Dataset records
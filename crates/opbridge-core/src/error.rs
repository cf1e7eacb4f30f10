//! Error taxonomy for the native library bridge.
//!
//! Every variant carries enough context (path, handle, symbol names) for a
//! caller to log or display the failure. The bridge itself never logs.

use std::fmt;
use std::path::PathBuf;

use thiserror::Error;

/// Process-unique identifier of one loaded module.
///
/// Ids are never reused within a process, so a stale id can always be told
/// apart from a live one.
#[derive(Debug, Clone, Copy, PartialEq, Eq, PartialOrd, Ord, Hash)]
pub struct HandleId(pub u64);

impl fmt::Display for HandleId {
    fn fmt(&self, f: &mut fmt::Formatter<'_>) -> fmt::Result {
        write!(f, "#{}", self.0)
    }
}

/// Discriminant of [`BridgeError`], convenient for matching and reporting.
#[derive(Debug, Clone, Copy, PartialEq, Eq, Hash)]
pub enum ErrorKind {
    InvalidPath,
    NotFound,
    Load,
    SymbolNotFound,
    UseAfterUnload,
    SignatureMismatch,
}

impl ErrorKind {
    /// Stable snake_case name used in structured reports.
    #[must_use]
    pub const fn as_str(self) -> &'static str {
        match self {
            Self::InvalidPath => "invalid_path",
            Self::NotFound => "not_found",
            Self::Load => "load",
            Self::SymbolNotFound => "symbol_not_found",
            Self::UseAfterUnload => "use_after_unload",
            Self::SignatureMismatch => "signature_mismatch",
        }
    }
}

impl fmt::Display for ErrorKind {
    fn fmt(&self, f: &mut fmt::Formatter<'_>) -> fmt::Result {
        f.write_str(self.as_str())
    }
}

#[derive(Debug, Clone, PartialEq, Eq, Error)]
pub enum BridgeError {
    /// Empty or malformed input, a directory, or a file that is not a
    /// readable native library.
    #[error("invalid library path '{input}': {reason}")]
    InvalidPath { input: String, reason: String },

    /// Nothing exists at the resolved location.
    #[error("native library not found: {}", .path.display())]
    NotFound { path: PathBuf },

    /// The dynamic linker rejected the module.
    #[error("failed to load {}: {diagnostic}", .path.display())]
    Load { path: PathBuf, diagnostic: String },

    /// One or more requested entry points are absent. When produced by eager
    /// validation, `handle` names the rolled-back handle.
    #[error(
        "symbol(s) not found in {} (handle {handle}): {}",
        .path.display(),
        .symbols.join(", ")
    )]
    SymbolNotFound {
        path: PathBuf,
        handle: HandleId,
        symbols: Vec<String>,
    },

    /// A handle or binding was used after its module was unloaded.
    #[error("handle {handle} ({}) used after unload{}", .path.display(), symbol_suffix(.symbol))]
    UseAfterUnload {
        path: PathBuf,
        handle: HandleId,
        symbol: Option<String>,
    },

    /// A declared symbol arity disagrees with the requested function type.
    #[error("symbol '{symbol}' declared with {declared} argument(s) but requested as {requested}")]
    SignatureMismatch {
        symbol: String,
        declared: usize,
        requested: usize,
    },
}

fn symbol_suffix(symbol: &Option<String>) -> String {
    symbol
        .as_deref()
        .map(|name| format!(" while resolving '{name}'"))
        .unwrap_or_default()
}

impl BridgeError {
    #[must_use]
    pub const fn kind(&self) -> ErrorKind {
        match self {
            Self::InvalidPath { .. } => ErrorKind::InvalidPath,
            Self::NotFound { .. } => ErrorKind::NotFound,
            Self::Load { .. } => ErrorKind::Load,
            Self::SymbolNotFound { .. } => ErrorKind::SymbolNotFound,
            Self::UseAfterUnload { .. } => ErrorKind::UseAfterUnload,
            Self::SignatureMismatch { .. } => ErrorKind::SignatureMismatch,
        }
    }

    pub(crate) fn invalid_path(input: &str, reason: impl Into<String>) -> Self {
        Self::InvalidPath {
            input: input.to_string(),
            reason: reason.into(),
        }
    }
}

pub type BridgeResult<T> = Result<T, BridgeError>;
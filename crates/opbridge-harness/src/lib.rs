//! # opbridge-harness
//!
//! Tooling around the bridge: plugin manifests, a probe runner that checks a
//! plugin's library against its manifest, and the JSONL log contract the
//! probe writes.

#![forbid(unsafe_code)]

pub mod manifest;
pub mod probe;
pub mod structured_log;

pub use manifest::{ManifestError, PluginManifest, SymbolDecl};
pub use probe::{ProbeFailure, ProbeReport, SymbolProbe, fingerprint, probe};
pub use structured_log::{LogEmitter, LogEntry, LogLevel, Outcome};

ACTIVITY: Above are the records. Copy every line in them holding "Hash".

FINISHED EXERCISE:
#[derive(Debug, Clone, Copy, PartialEq, Eq, PartialOrd, Ord, Hash)]
#[derive(Debug, Clone, Copy, PartialEq, Eq, Hash)]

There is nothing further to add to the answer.